Except for some cheesy rubber port covers that will quickly get lost, the D900C Phantom-X is thoughtfully crafted. It weighs a hefty 11.3 pounds (minimum) and measures 2.5 inches tall with the lid closed. In other words, it's big, although the polished metal case tones make it look slimmer. Rear vents keep the notebook running cool. I heard no fan noise whatsoever from this remarkably quiet portable.

Along with multiple processors, the machine has room inside for three physical hard drives if you swap out the battery--adding up to 750GB, a new total for a notebook (our test unit came with two 160GB standard hard drives, however). Another option is to add up to 96GB of solid-state storage--three 32GB hard drives that use the new flash memory storage method--for crash-proof portable computing.

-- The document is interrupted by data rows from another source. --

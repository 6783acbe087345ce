//! Condition expressions gating a trait on the actor's granted conditions
//!
//! Grammar: one or more terms joined by `&&`, each term a condition token
//! optionally prefixed by `!`. Tokens are lowercase ASCII letters, digits,
//! `-`, `_` and `.`.
//!
//! ```
//! use airlift_domain::ConditionExpr;
//!
//! let expr: ConditionExpr = "deployed && !emp-disabled".parse().unwrap();
//! assert!(expr.evaluate(|token| token == "deployed"));
//! assert!(!expr.evaluate(|_| true));
//! ```

use serde::{Deserialize, Serialize};
use std::fmt;
use std::str::FromStr;

use crate::error::DomainError;

#[derive(Debug, Clone, PartialEq, Eq, Hash)]
struct Term {
    negated: bool,
    token: String,
}

/// A parsed `requiresCondition` expression.
#[derive(Debug, Clone, PartialEq, Eq, Hash, Serialize, Deserialize)]
#[serde(try_from = "String", into = "String")]
pub struct ConditionExpr {
    terms: Vec<Term>,
}

impl ConditionExpr {
    /// Evaluate against the set of currently granted tokens.
    pub fn evaluate(&self, is_granted: impl Fn(&str) -> bool) -> bool {
        self.terms
            .iter()
            .all(|term| is_granted(&term.token) != term.negated)
    }

    /// Tokens referenced by this expression, in declaration order.
    pub fn tokens(&self) -> impl Iterator<Item = &str> {
        self.terms.iter().map(|term| term.token.as_str())
    }
}

fn is_token_char(c: char) -> bool {
    c.is_ascii_lowercase() || c.is_ascii_digit() || matches!(c, '-' | '_' | '.')
}

impl FromStr for ConditionExpr {
    type Err = DomainError;

    fn from_str(s: &str) -> Result<Self, Self::Err> {
        let mut terms = Vec::new();
        for raw in s.split("&&") {
            let raw = raw.trim();
            let (negated, token) = match raw.strip_prefix('!') {
                Some(rest) => (true, rest.trim()),
                None => (false, raw),
            };
            if token.is_empty() {
                return Err(DomainError::parse(format!(
                    "Empty term in condition expression '{}'",
                    s
                )));
            }
            if !token.chars().all(is_token_char) {
                return Err(DomainError::parse(format!(
                    "Invalid condition token '{}' in '{}'",
                    token, s
                )));
            }
            terms.push(Term {
                negated,
                token: token.to_string(),
            });
        }
        Ok(Self { terms })
    }
}

impl fmt::Display for ConditionExpr {
    fn fmt(&self, f: &mut fmt::Formatter<'_>) -> fmt::Result {
        for (i, term) in self.terms.iter().enumerate() {
            if i > 0 {
                write!(f, " && ")?;
            }
            if term.negated {
                write!(f, "!")?;
            }
            write!(f, "{}", term.token)?;
        }
        Ok(())
    }
}

impl TryFrom<String> for ConditionExpr {
    type Error = DomainError;

    fn try_from(s: String) -> Result<Self, Self::Error> {
        s.parse()
    }
}

impl From<ConditionExpr> for String {
    fn from(expr: ConditionExpr) -> String {
        expr.to_string()
    }
}

#[cfg(test)]
mod tests {
    use super::*;

    #[test]
    fn single_token_requires_grant() {
        let expr: ConditionExpr = "deployed".parse().unwrap();
        assert!(expr.evaluate(|t| t == "deployed"));
        assert!(!expr.evaluate(|_| false));
    }

    #[test]
    fn negated_token_is_enabled_until_granted() {
        let expr: ConditionExpr = "!being-captured".parse().unwrap();
        assert!(expr.evaluate(|_| false));
        assert!(!expr.evaluate(|t| t == "being-captured"));
    }

    #[test]
    fn conjunction_needs_every_term() {
        let expr: ConditionExpr = "powered && !emp".parse().unwrap();
        assert!(expr.evaluate(|t| t == "powered"));
        assert!(!expr.evaluate(|t| t == "powered" || t == "emp"));
        assert_eq!(expr.tokens().collect::<Vec<_>>(), vec!["powered", "emp"]);
    }

    #[test]
    fn rejects_malformed_expressions() {
        assert!("".parse::<ConditionExpr>().is_err());
        assert!("a && ".parse::<ConditionExpr>().is_err());
        assert!("Deployed".parse::<ConditionExpr>().is_err());
        assert!("a || b".parse::<ConditionExpr>().is_err());
    }

    #[test]
    fn displays_canonical_form() {
        let expr: ConditionExpr = " powered&&! emp ".parse().unwrap();
        assert_eq!(expr.to_string(), "powered && !emp");
    }
}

The keyboard is first-rate. It has an unusually deep and very comfortable palm rest that measures over 5 inches from the last row of keys to the front of the notebook. In addition to a user-programmable application-launch button at the top, two macro buttons on the left side (G1 and G2) are easy to program with frequent gaming maneuvers. The notebook's audio is not the best we've heard--that honor goes to the Toshiba Qosmio G45-AV680 with its top-of-the-line Harman/Kardon speakers--but it sounds fairly loud and robust.

However, our unit's 1920-by-1200-pixel 17-inch screen was disappointing. It was sharp enough but markedly dimmer and harder to read than other notebook screens, even with the brightness dialed all the way up.

You could always hook up a first-rate external monitor via the notebook's VGA, DVI, or S-Video ports, but for $5158, you could buy two or three laptops with nice built-in displays for the price of one D900C Phantom-X. They won't have the Phantom's speed, though.